CHARLOTTE, N.C. — Between disagreements over social distancing and job losses impacting child support payments, co-parenting during the pandemic is a lot to navigate and can be costly when lawyers have to get involved.
Shamyra Parker is doing her best to co-parent her two boys, ages 8 and 10, with her ex-husband.
"The challenge has been we have 2 different parenting styles," Parker said.
And the pandemic has only complicated that.
"My goal has been keeping them safe and not taking risks. His has been it’s not a big deal," Parker said. "It's probably a conspiracy."
Her family is like so many right now.
At the Sodoma Family Law Practice in Charlotte, lawyers there have been helping clients through this since March.
"You're having unprecedented issues come up that no one’s contemplated- no one saw coming," Attorney Doughton Horton said. "It requires going back to the drawing board."
First things first, he said, check your agreement. While there’s likely no clause for coping with a pandemic, some of the language in it may offer some guidance.

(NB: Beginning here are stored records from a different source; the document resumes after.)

use anyhow::Result;
use clap::{Parser, Subcommand};
use tracing::info;
use tracing::Level;
use tracing_subscriber::EnvFilter;

use olist_dashboard::{common, config, generate_commands, plan_execution};

#[derive(Parser)]
#[clap(author, version, about)]
struct Cli {
    #[clap(short, long, global = true)]
    log_level: Option<String>,
    #[clap(subcommand)]
    command: Commands,
}

#[derive(Subcommand)]
enum Commands {
    /// Build the analytical tables and render the configured exports
    Run {
        #[clap(short, long)]
        plan: String,
        /// Re-run the pipeline whenever a data file changes
        #[clap(short, long)]
        watch: bool,
    },
    /// Write a default plan file
    Init {
        #[clap(short, long)]
        plan: String,
    },
    /// Serve the read-only dashboard API
    #[cfg(feature = "server")]
    Serve {
        #[clap(short, long, default_value = "3000")]
        port: u16,
        #[clap(long, default_value = "dashboard.yaml")]
        plan: String,
        #[clap(long)]
        cors_origin: Option<String>,
    },
    Generate {
        #[clap(subcommand)]
        command: GenerateCommands,
    },
}

#[derive(Subcommand, Debug)]
enum GenerateCommands {
    Sample { dir: String },
}

#[tokio::main]
async fn main() -> Result<()> {
    let args = Cli::parse();
    setup_logging(&args.log_level);

    match args.command {
        Commands::Run { plan, watch } => {
            info!("Running plan: {}", plan);
            plan_execution::execute_plan(plan, watch)?;
        }
        Commands::Init { plan } => {
            info!("Initializing plan: {}", plan);
            let plan_file_path = plan;
            let plan = config::DashboardPlan::sample();
            let serialized_plan = serde_yaml::to_string(&plan)?;
            common::write_string_to_file(&plan_file_path, &serialized_plan)?;
        }
        #[cfg(feature = "server")]
        Commands::Serve {
            port,
            plan,
            cors_origin,
        } => {
            let plan_file_path = std::path::Path::new(&plan);
            let plan = config::DashboardPlan::from_file(plan_file_path)?;
            let data_dir = plan_file_path
                .parent()
                .map(|parent| parent.join(&plan.data.dir))
                .unwrap_or_else(|| std::path::PathBuf::from(&plan.data.dir));

            let cache = olist_dashboard::pipeline::PipelineCache::new();
            let data = cache.get_or_build(&data_dir, &plan.data)?;

            info!("Starting server on port {}", port);
            olist_dashboard::server::start_server(port, data, cors_origin.as_deref()).await?;
        }
        Commands::Generate { command } => match command {
            GenerateCommands::Sample { dir } => {
                info!("Generating sample: {}", dir);
                generate_commands::generate_sample(dir);
            }
        },
    }

    Ok(())
}

fn setup_logging(log_level: &Option<String>) {
    let log_level = match log_level
        .as_ref()
        .unwrap_or(&"info".to_string())
        .to_lowercase()
        .as_str()
    {
        "trace" => Level::TRACE,
        "debug" => Level::DEBUG,
        "info" => Level::INFO,
        "warn" => Level::WARN,
        "error" => Level::ERROR,
        _ => Level::INFO,
    };

    tracing_subscriber::fmt()
        .with_env_filter(EnvFilter::new(format!("handlebars=off,{}", log_level)))
        .without_time()
        .init();
}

But he said the biggest thing right now is flexibility and communication, especially when it comes to the kids' safety and money issues cropping up because of COVID-19.
"If that person is required to make child support or spousal support and all of a sudden income has changed that’s an issue we’ve seen come up a lot," Horton said.
Parker said her biggest worry is purposely choosing to have her kids' doing online schooling, but said she wonders what the boys are exposed to when they’re with their dad.
"I focus on the things I can control and be as honest and upfront as possible then I just have to trust everything is going to be ok, that’s all I can do," Parker said.
This has become such an issue even the state and local courts have addressed it, issuing several directives, basically saying adhere to the arrangement in place as much as you can.